DE4000496A1 - METHOD FOR STRUCTURING A SEMICONDUCTOR BODY - Google Patents

Abstract

In a process for structuring a disk-shaped, preferably monocrystalline semiconductor body (10), in particular made of silicon, at least one recess (13, 13a, 13b) is made by the photomasking technique. The recess has lateral limiting surfaces which are essentially perpendicular to the two main surfaces of the semiconductor body (10) and a base surface which is essentially parallel to the two main surfaces. The recess is produced by anisotropic reactive ionic etching of one of the two main surfaces. The recess (13, 13a, 13b) is then provided with widened portion (17) in the vicinity of its base surface by lateral etching.

Description

State of the art

The invention relates to a method for structuring a half head body according to the genus of the main claim.

For the production of structures with defined mechanical properties Various processes are already used in micromechanics known for structuring semiconductor bodies. This procedure are essentially based on anisotropic etching processes; Furthermore can also use the isotropic etching processes used in IC techno Logie used to form mechanical structures be applied. The disadvantage of the isotropic etching process is in the inadequate dimensional stability of the structures with longer etching The anisotropic etchings are based on wet chemical etching processes which only align the structures along certain crystallographic axes. Besides, they are anisotropic etching media only to a small extent with a IC technology compatible. Another disadvantage that has been known so far ten etching process is that the wafers to be structured usually must be etched from the back. Here are wafers with a back polish, special lithography devices for both side exposure, long etching times and a complex etching pass crossing needed.

Advantages of the invention

The inventive method with the characterizing features of Claim 1 or claim 7 has the advantage that through the use of dry, anisotropic reactive ion etching (RIE) in combination with a lateral undercut especially in two-layer semiconductor bodies that have a pn or np transition between the top and bottom layers, accurate Structures can be generated and the etching times can be shortened because the critical mechanical dimensions in the lithographic structure Wafer level can be defined and the etching solely by the Wafer front can be made. Another advantage is there in that you can work with a passivation that with an IC technology is compatible. The procedure enables Arrangement of the structures in any direction within the Wafer level because the anisotropy of reactive ion etching does not crystallographic orientations.
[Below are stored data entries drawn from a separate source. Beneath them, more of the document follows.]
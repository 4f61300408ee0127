use shared::AnalysisRecord;
use std::cell::RefCell;
use std::collections::HashMap;
use std::rc::Rc;

pub const HISTORY_KEY: &str = "emotionAnalyses";
pub const USER_ID_KEY: &str = "userId";
pub const TOKEN_KEY: &str = "token";
pub const ROLE_KEY: &str = "userRole";

#[derive(Debug, Clone, PartialEq, thiserror::Error)]
pub enum StorageError {
    #[error("Storage write failed: {0}")]
    Write(String),
    #[error("Serialization error: {0}")]
    Serialization(String),
}

/// String key/value persistence, the shape of the browser's local storage.
pub trait KeyValueStore {
    fn get(&self, key: &str) -> Option<String>;
    fn set(&self, key: &str, value: &str) -> Result<(), StorageError>;
    fn remove(&self, key: &str);
}

impl<S: KeyValueStore + ?Sized> KeyValueStore for Rc<S> {
    fn get(&self, key: &str) -> Option<String> {
        (**self).get(key)
    }

    fn set(&self, key: &str, value: &str) -> Result<(), StorageError> {
        (**self).set(key, value)
    }

    fn remove(&self, key: &str) {
        (**self).remove(key)
    }
}

/// In-memory store; clones share the same entries.
#[derive(Debug, Clone, Default)]
pub struct MemoryStore {
    entries: Rc<RefCell<HashMap<String, String>>>,
}

impl MemoryStore {
    pub fn new() -> Self {
        Self::default()
    }
}

impl KeyValueStore for MemoryStore {
    fn get(&self, key: &str) -> Option<String> {
        self.entries.borrow().get(key).cloned()
    }

    fn set(&self, key: &str, value: &str) -> Result<(), StorageError> {
        self.entries
            .borrow_mut()
            .insert(key.to_string(), value.to_string());
        Ok(())
    }

    fn remove(&self, key: &str) {
        self.entries.borrow_mut().remove(key);
    }
}

/// Bounded fallback copy of the analysis history.
#[derive(Debug, Clone)]
pub struct LocalHistoryCache<S> {
    store: S,
    key: String,
    capacity: usize,
}

impl<S: KeyValueStore> LocalHistoryCache<S> {
    pub fn new(store: S, key: impl Into<String>, capacity: usize) -> Self {
        Self {
            store,
            key: key.into(),
            capacity,
        }
    }

    pub fn capacity(&self) -> usize {
        self.capacity
    }

    /// `None` when nothing usable is stored.
    pub fn load(&self) -> Option<Vec<AnalysisRecord>> {
        let raw = self.store.get(&self.key)?;
        match serde_json::from_str::<Vec<AnalysisRecord>>(&raw) {
            Ok(mut records) => {
                records.truncate(self.capacity);
                Some(records)
            }
            Err(e) => {
                log::warn!("Ignoring unreadable history cache '{}': {}", self.key, e);
                None
            }
        }
    }

    pub fn store(&self, records: &[AnalysisRecord]) -> Result<(), StorageError> {
        let bounded = &records[..records.len().min(self.capacity)];
        let json = serde_json::to_string(bounded)
            .map_err(|e| StorageError::Serialization(e.to_string()))?;
        self.store.set(&self.key, &json)
    }
}

#[cfg(test)]
mod tests {
    use super::*;
    use chrono::{TimeZone, Utc};

    fn record(id: &str) -> AnalysisRecord {
        AnalysisRecord {
            id: id.into(),
            created_at: Utc.with_ymd_and_hms(2025, 3, 1, 12, 0, 0).unwrap(),
            image_url: None,
            text: String::new(),
            emotions: [("joy", 0.7)].into_iter().collect(),
            dominant_emotion: "joy".into(),
            mode: Default::default(),
        }
    }

    #[test]
    fn missing_key_loads_none() {
        let cache = LocalHistoryCache::new(MemoryStore::new(), HISTORY_KEY, 10);
        assert_eq!(cache.load(), None);
    }

    #[test]
    fn stores_at_most_capacity() {
        let store = MemoryStore::new();
        let cache = LocalHistoryCache::new(store.clone(), HISTORY_KEY, 2);
        cache
            .store(&[record("3"), record("2"), record("1")])
            .unwrap();

        let ids: Vec<String> = cache.load().unwrap().into_iter().map(|r| r.id).collect();
        assert_eq!(ids, vec!["3", "2"]);
        assert!(store.get(HISTORY_KEY).unwrap().starts_with('['));
    }

    #[test]
    fn corrupt_cache_is_ignored() {
        let store = MemoryStore::new();
        store.set(HISTORY_KEY, "{not json").unwrap();
        let cache = LocalHistoryCache::new(store, HISTORY_KEY, 10);
        assert_eq!(cache.load(), None);
    }
}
It is also advantageous that the structures that are created by means of the reactive Ion etching in combination with a back etching generated will have an improved damping behavior because the Air between the electrodes when deflecting the as movable tongue trained electrode symmetrically upwards and can escape below. The aspect ratio of the electrodes is such that the desired damping at pressures close to the atmosphere pressure occurs.

drawing

The invention is explained in more detail with reference to the drawing.

Show it:

Fig. 1a to Fig. 1g various stages in the Her position a tongue structure in a semiconductor body,

FIGS. 2a through Fig. 2d is a production variant with electrochemical-etching and

Fig. 3a to Fig. 3d, a production variant with under-etching of the wafer back side.

Description of the invention

In Fig. 1a, a disk-shaped, made of monocrystalline silicon semiconductor body 10 is shown in section (partially broken off), on the one main surface of which a silicon dioxide layer 11 has been deposited. A photoresist layer 12 has been applied to the silicon dioxide layer 11 .

FIG. 1b shows the sectional view of the semiconductor body 10 of FIG. 1a, but with a structured silicon dioxide. 11 For the purpose of forming a U-shaped recess in the plan view in the semiconductor body 10 , the photoresist layer 12 has been exposed and developed with a corresponding mask. Then the silicon dioxide layer 11 with the photoresist mask formed in this way, not shown in FIG. 1b, has been etched to the silicon surface with the aid of the anisotropic reactive ion etching (RIE). The photoresist mask can then be removed. The silicon dioxide layer 11 etched in this way in FIG. 1b contains the pattern of the recess 13 to be formed in the semiconductor body 10 , which is shown in FIGS. 1c and 1d.

Fig. 1c shows a sectional view as in Fig. 1b. In Fig. 1c of the state of the conceived in manufacturing semiconductor structure is shown which is present after the 11 with the silicon dioxidmaske lossy semiconductor body 10 of FIG. 1b embodied as a U-shaped recess trench is etched. 13 The etching was carried out dry using reactive ion etching (RIE). The silicon dioxide mask 11 was used to define the structure.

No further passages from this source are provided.